### What you are asked to do
Reproduce the records word for word, with nothing left out.

### Data listing
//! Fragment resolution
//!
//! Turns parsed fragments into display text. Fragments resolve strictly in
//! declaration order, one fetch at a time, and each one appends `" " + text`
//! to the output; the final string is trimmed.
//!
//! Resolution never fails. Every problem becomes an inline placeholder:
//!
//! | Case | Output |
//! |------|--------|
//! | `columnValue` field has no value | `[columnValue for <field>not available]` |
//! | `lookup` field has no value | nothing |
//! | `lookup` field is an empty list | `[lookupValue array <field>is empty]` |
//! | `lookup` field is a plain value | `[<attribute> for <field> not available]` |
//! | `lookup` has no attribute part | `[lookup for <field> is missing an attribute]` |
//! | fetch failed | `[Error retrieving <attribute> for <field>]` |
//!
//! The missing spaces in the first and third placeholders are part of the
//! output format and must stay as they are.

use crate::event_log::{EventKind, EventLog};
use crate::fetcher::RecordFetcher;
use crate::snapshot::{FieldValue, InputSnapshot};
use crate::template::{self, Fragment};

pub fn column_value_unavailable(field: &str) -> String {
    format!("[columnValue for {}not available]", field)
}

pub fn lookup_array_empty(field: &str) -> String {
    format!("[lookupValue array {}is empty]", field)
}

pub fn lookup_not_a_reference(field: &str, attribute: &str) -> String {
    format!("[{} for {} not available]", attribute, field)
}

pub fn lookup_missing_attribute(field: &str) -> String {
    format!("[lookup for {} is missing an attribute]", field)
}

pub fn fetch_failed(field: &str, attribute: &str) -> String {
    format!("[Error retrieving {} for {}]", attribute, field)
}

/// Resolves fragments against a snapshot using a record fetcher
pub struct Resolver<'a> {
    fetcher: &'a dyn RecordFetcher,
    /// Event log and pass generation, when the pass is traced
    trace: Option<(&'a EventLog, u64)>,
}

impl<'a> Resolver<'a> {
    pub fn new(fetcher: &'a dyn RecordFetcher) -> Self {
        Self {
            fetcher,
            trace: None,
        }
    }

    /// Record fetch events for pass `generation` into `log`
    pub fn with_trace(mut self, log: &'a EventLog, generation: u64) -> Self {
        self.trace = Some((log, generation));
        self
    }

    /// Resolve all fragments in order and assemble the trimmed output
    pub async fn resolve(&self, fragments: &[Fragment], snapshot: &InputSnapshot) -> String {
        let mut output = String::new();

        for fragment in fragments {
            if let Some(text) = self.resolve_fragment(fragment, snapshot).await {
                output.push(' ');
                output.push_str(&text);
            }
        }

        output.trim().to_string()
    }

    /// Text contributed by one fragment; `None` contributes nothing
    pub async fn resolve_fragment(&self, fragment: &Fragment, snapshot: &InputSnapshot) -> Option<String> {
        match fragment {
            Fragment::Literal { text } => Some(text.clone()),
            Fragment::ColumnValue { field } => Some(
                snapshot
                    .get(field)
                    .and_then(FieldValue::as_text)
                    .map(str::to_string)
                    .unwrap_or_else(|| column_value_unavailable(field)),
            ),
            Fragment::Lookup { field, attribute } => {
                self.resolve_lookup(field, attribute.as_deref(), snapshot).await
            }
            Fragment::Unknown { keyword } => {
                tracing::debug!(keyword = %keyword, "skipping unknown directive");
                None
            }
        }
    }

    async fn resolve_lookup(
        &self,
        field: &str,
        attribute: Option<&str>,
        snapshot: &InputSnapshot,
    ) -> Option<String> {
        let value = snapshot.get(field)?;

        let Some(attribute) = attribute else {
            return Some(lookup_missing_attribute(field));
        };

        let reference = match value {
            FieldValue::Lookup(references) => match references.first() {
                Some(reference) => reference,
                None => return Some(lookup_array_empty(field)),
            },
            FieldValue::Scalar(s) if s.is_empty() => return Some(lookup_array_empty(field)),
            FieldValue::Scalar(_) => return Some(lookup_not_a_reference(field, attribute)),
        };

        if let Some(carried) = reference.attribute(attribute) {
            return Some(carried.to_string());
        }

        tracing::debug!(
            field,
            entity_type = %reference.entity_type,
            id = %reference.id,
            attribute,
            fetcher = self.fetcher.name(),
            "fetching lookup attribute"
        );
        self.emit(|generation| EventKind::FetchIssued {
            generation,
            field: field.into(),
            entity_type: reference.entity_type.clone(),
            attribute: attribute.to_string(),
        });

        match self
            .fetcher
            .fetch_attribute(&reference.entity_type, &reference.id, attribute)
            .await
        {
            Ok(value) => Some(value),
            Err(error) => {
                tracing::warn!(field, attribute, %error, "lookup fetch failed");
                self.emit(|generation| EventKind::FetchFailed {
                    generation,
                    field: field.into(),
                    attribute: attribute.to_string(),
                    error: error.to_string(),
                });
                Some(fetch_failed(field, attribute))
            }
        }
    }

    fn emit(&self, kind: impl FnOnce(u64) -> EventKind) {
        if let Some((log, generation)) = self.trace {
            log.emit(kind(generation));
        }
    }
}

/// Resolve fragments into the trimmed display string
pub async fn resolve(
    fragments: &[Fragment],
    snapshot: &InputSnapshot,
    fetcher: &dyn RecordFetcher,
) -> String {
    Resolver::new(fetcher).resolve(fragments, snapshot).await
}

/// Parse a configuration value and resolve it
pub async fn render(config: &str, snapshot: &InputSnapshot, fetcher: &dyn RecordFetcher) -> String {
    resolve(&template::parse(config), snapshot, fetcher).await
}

### Exercise result
//! Fragment resolution
//!
//! Turns parsed fragments into display text. Fragments resolve strictly in
//! declaration order, one fetch at a time, and each one appends `" " + text`
//! to the output; the final string is trimmed.
//!
//! Resolution never fails. Every problem becomes an inline placeholder:
//!
//! | Case | Output |
//! |------|--------|
//! | `columnValue` field has no value | `[columnValue for <field>not available]` |
//! | `lookup` field has no value | nothing |
//! | `lookup` field is an empty list | `[lookupValue array <field>is empty]` |
//! | `lookup` field is a plain value | `[<attribute> for <field> not available]` |
//! | `lookup` has no attribute part | `[lookup for <field> is missing an attribute]` |
//! | fetch failed | `[Error retrieving <attribute> for <field>]` |
//!
//! The missing spaces in the first and third placeholders are part of the
//! output format and must stay as they are.

use crate::event_log::{EventKind, EventLog};
use crate::fetcher::RecordFetcher;
use crate::snapshot::{FieldValue, InputSnapshot};
use crate::template::{self, Fragment};

pub fn column_value_unavailable(field: &str) -> String {
    format!("[columnValue for {}not available]", field)
}

pub fn lookup_array_empty(field: &str) -> String {
    format!("[lookupValue array {}is empty]", field)
}

pub fn lookup_not_a_reference(field: &str, attribute: &str) -> String {
    format!("[{} for {} not available]", attribute, field)
}

pub fn lookup_missing_attribute(field: &str) -> String {
    format!("[lookup for {} is missing an attribute]", field)
}

pub fn fetch_failed(field: &str, attribute: &str) -> String {
    format!("[Error retrieving {} for {}]", attribute, field)
}

/// Resolves fragments against a snapshot using a record fetcher
pub struct Resolver<'a> {
    fetcher: &'a dyn RecordFetcher,
    /// Event log and pass generation, when the pass is traced
    trace: Option<(&'a EventLog, u64)>,
}

impl<'a> Resolver<'a> {
    pub fn new(fetcher: &'a dyn RecordFetcher) -> Self {
        Self {
            fetcher,
            trace: None,
        }
    }

    /// Record fetch events for pass `generation` into `log`
    pub fn with_trace(mut self, log: &'a EventLog, generation: u64) -> Self {
        self.trace = Some((log, generation));
        self
    }

    /// Resolve all fragments in order and assemble the trimmed output
    pub async fn resolve(&self, fragments: &[Fragment], snapshot: &InputSnapshot) -> String {
        let mut output = String::new();

        for fragment in fragments {
            if let Some(text) = self.resolve_fragment(fragment, snapshot).await {
                output.push(' ');
                output.push_str(&text);
            }
        }

        output.trim().to_string()
    }

    /// Text contributed by one fragment; `None` contributes nothing
    pub async fn resolve_fragment(&self, fragment: &Fragment, snapshot: &InputSnapshot) -> Option<String> {
        match fragment {
            Fragment::Literal { text } => Some(text.clone()),
            Fragment::ColumnValue { field } => Some(
                snapshot
                    .get(field)
                    .and_then(FieldValue::as_text)
                    .map(str::to_string)
                    .unwrap_or_else(|| column_value_unavailable(field)),
            ),
            Fragment::Lookup { field, attribute } => {
                self.resolve_lookup(field, attribute.as_deref(), snapshot).await
            }
            Fragment::Unknown { keyword } => {
                tracing::debug!(keyword = %keyword, "skipping unknown directive");
                None
            }
        }
    }

    async fn resolve_lookup(
        &self,
        field: &str,
        attribute: Option<&str>,
        snapshot: &InputSnapshot,
    ) -> Option<String> {
        let value = snapshot.get(field)?;

        let Some(attribute) = attribute else {
            return Some(lookup_missing_attribute(field));
        };

        let reference = match value {
            FieldValue::Lookup(references) => match references.first() {
                Some(reference) => reference,
                None => return Some(lookup_array_empty(field)),
            },
            FieldValue::Scalar(s) if s.is_empty() => return Some(lookup_array_empty(field)),
            FieldValue::Scalar(_) => return Some(lookup_not_a_reference(field, attribute)),
        };

        if let Some(carried) = reference.attribute(attribute) {
            return Some(carried.to_string());
        }

        tracing::debug!(
            field,
            entity_type = %reference.entity_type,
            id = %reference.id,
            attribute,
            fetcher = self.fetcher.name(),
            "fetching lookup attribute"
        );
        self.emit(|generation| EventKind::FetchIssued {
            generation,
            field: field.into(),
            entity_type: reference.entity_type.clone(),
            attribute: attribute.to_string(),
        });

        match self
            .fetcher
            .fetch_attribute(&reference.entity_type, &reference.id, attribute)
            .await
        {
            Ok(value) => Some(value),
            Err(error) => {
                tracing::warn!(field, attribute, %error, "lookup fetch failed");
                self.emit(|generation| EventKind::FetchFailed {
                    generation,
                    field: field.into(),
                    attribute: attribute.to_string(),
                    error: error.to_string(),
                });
                Some(fetch_failed(field, attribute))
            }
        }
    }

    fn emit(&self, kind: impl FnOnce(u64) -> EventKind) {
        if let Some((log, generation)) = self.trace {
            log.emit(kind(generation));
        }
    }
}

/// Resolve fragments into the trimmed display string
pub async fn resolve(
    fragments: &[Fragment],
    snapshot: &InputSnapshot,
    fetcher: &dyn RecordFetcher,
) -> String {
    Resolver::new(fetcher).resolve(fragments, snapshot).await
}

/// Parse a configuration value and resolve it
pub async fn render(config: &str, snapshot: &InputSnapshot, fetcher: &dyn RecordFetcher) -> String {
    resolve(&template::parse(config), snapshot, fetcher).await
}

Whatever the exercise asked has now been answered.